Batem na porta. É o Carlos! Fiquei gelada.
_Posso entrar, chefe?
-Sim.
-Me dá um abraço, sua danadinha. Sarah está louca para vê-la.
-É a única amiga judia e sionista que eu me permito ter. Depois dela, só o Babylon. Deixei de comprar uma marca de cosmético famosa porque é feita em Israel.
-Você deveria trabalhar para o Hamas, provoca a Esfinge.
-Posso ser do grupo e você não saber....
Seguiu-se um festival de risos. Não me lembro do que Carlos e a Esfinge conversaram, nem daquilo que eu disse.
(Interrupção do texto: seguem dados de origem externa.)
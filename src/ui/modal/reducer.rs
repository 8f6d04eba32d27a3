//! Reducer for the modal dialog.

use crate::ui::mvi::Reducer;

use super::intent::DialogIntent;
use super::state::{DialogPhase, DismissReason, HitTarget};

/// Reducer for dialog phase transitions.
///
/// Pure: the key subscription, scroll lock, focus memento and close
/// notification are handled by `DialogController` around each dispatch.
pub struct DialogReducer;

impl Reducer for DialogReducer {
    type State = DialogPhase;
    type Intent = DialogIntent;

    fn reduce(state: Self::State, intent: Self::Intent) -> Self::State {
        match intent {
            DialogIntent::Sync {
                is_open: false, ..
            } => DialogPhase::Closed,

            DialogIntent::Sync {
                is_open: true,
                close_on_backdrop,
            } => match state {
                DialogPhase::Closed => DialogPhase::Open {
                    close_on_backdrop,
                    pressed: None,
                },
                DialogPhase::Open { pressed, .. } => DialogPhase::Open {
                    close_on_backdrop,
                    pressed,
                },
                // Stay closed until the host acknowledges the dismissal.
                dismissed @ DialogPhase::Dismissed { .. } => dismissed,
            },

            DialogIntent::DismissKey => match state {
                DialogPhase::Open { .. } => DialogPhase::Dismissed {
                    reason: DismissReason::DismissKey,
                },
                other => other,
            },

            DialogIntent::CloseButton => match state {
                DialogPhase::Open { .. } => DialogPhase::Dismissed {
                    reason: DismissReason::CloseButton,
                },
                other => other,
            },

            DialogIntent::PointerDown(target) => match state {
                DialogPhase::Open {
                    close_on_backdrop, ..
                } => DialogPhase::Open {
                    close_on_backdrop,
                    pressed: Some(target),
                },
                other => other,
            },

            DialogIntent::PointerUp(target) => match state {
                DialogPhase::Open {
                    close_on_backdrop,
                    pressed,
                } => match (pressed, target) {
                    // Press and release must both land on the backdrop itself.
                    (Some(HitTarget::Backdrop), HitTarget::Backdrop) if close_on_backdrop => {
                        DialogPhase::Dismissed {
                            reason: DismissReason::Backdrop,
                        }
                    }
                    (Some(HitTarget::CloseButton), HitTarget::CloseButton) => {
                        DialogPhase::Dismissed {
                            reason: DismissReason::CloseButton,
                        }
                    }
                    _ => DialogPhase::Open {
                        close_on_backdrop,
                        pressed: None,
                    },
                },
                other => other,
            },
        }
    }
}
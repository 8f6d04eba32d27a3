//! Terminal event loop hosting one [`View`] and its [`Surface`].

use std::io;
use std::sync::mpsc::RecvTimeoutError;

use crossterm::event::{Event, MouseEventKind};
use ratatui::Frame;

use crate::config::RuntimeConfig;
use crate::ui::events::{EventHandler, UiEvent};
use crate::ui::surface::Surface;
use crate::ui::terminal_guard::setup_terminal;

/// Whether the loop keeps running after an event.
#[derive(Debug, Clone, Copy, PartialEq, Eq)]
pub enum Flow {
    Continue,
    Quit,
}

/// A screen driven by [`run`].
pub trait View {
    /// Draw one frame. Components register their elements on `surface`.
    fn draw(&mut self, frame: &mut Frame<'_>, surface: &mut Surface);

    fn on_event(&mut self, event: UiEvent, surface: &Surface) -> Flow;
}

/// Run `view` until it returns [`Flow::Quit`] or input ends.
pub fn run(view: &mut impl View, config: &RuntimeConfig) -> io::Result<()> {
    let (mut terminal, guard) = setup_terminal(config.mouse_capture)?;
    let tick_rate = config.tick_rate();
    let events = EventHandler::new(tick_rate);
    let mut surface = Surface::new();
    tracing::info!(tick_ms = tick_rate.as_millis() as u64, "runtime started");

    loop {
        surface.begin_frame();
        terminal.draw(|frame| view.draw(frame, &mut surface))?;
        let tasks = surface.commit();
        if tasks > 0 {
            tracing::trace!(tasks, "post-commit tasks ran");
        }

        let event = match events.next(tick_rate) {
            Ok(event) => event,
            Err(RecvTimeoutError::Timeout) => continue,
            Err(RecvTimeoutError::Disconnected) => break,
        };
        scroll_page(&event, &surface);
        if view.on_event(event, &surface) == Flow::Quit {
            break;
        }
    }

    drop(guard);
    tracing::info!("runtime stopped");
    Ok(())
}

/// Wheel input scrolls the page unless a dialog holds the scroll lock.
fn scroll_page(event: &UiEvent, surface: &Surface) {
    let UiEvent::Input(Event::Mouse(mouse)) = event else {
        return;
    };
    let delta = match mouse.kind {
        MouseEventKind::ScrollDown => 1,
        MouseEventKind::ScrollUp => -1,
        _ => return,
    };
    if !surface.scroll_page(delta) {
        tracing::trace!(delta, "page scroll refused while locked");
    }
}
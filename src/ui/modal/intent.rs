//! Intents for the modal dialog.

use crate::ui::mvi::Intent;

use super::state::HitTarget;

#[derive(Debug, Clone, Copy, PartialEq, Eq)]
pub enum DialogIntent {
    /// Host props as of this render.
    Sync { is_open: bool, close_on_backdrop: bool },

    /// The subscribed dismissal key was pressed.
    DismissKey,

    /// Primary pointer button went down.
    PointerDown(HitTarget),

    /// Primary pointer button was released.
    PointerUp(HitTarget),

    /// Close button activated from the keyboard.
    CloseButton,
}

impl Intent for DialogIntent {}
Acho que só falei sim ou não. Estava confusa, preocupada e sabia que estava no meio de um furacão. Vou submergir, o que é difícil para alguém que chega de Brasília para ser repórter especial, ligada diretamente ao dono do jornal. Discrição e nada de bares. Vou recusar convites para comemorações noturnas. Não me dou bem com o álcool e posso falar besteiras.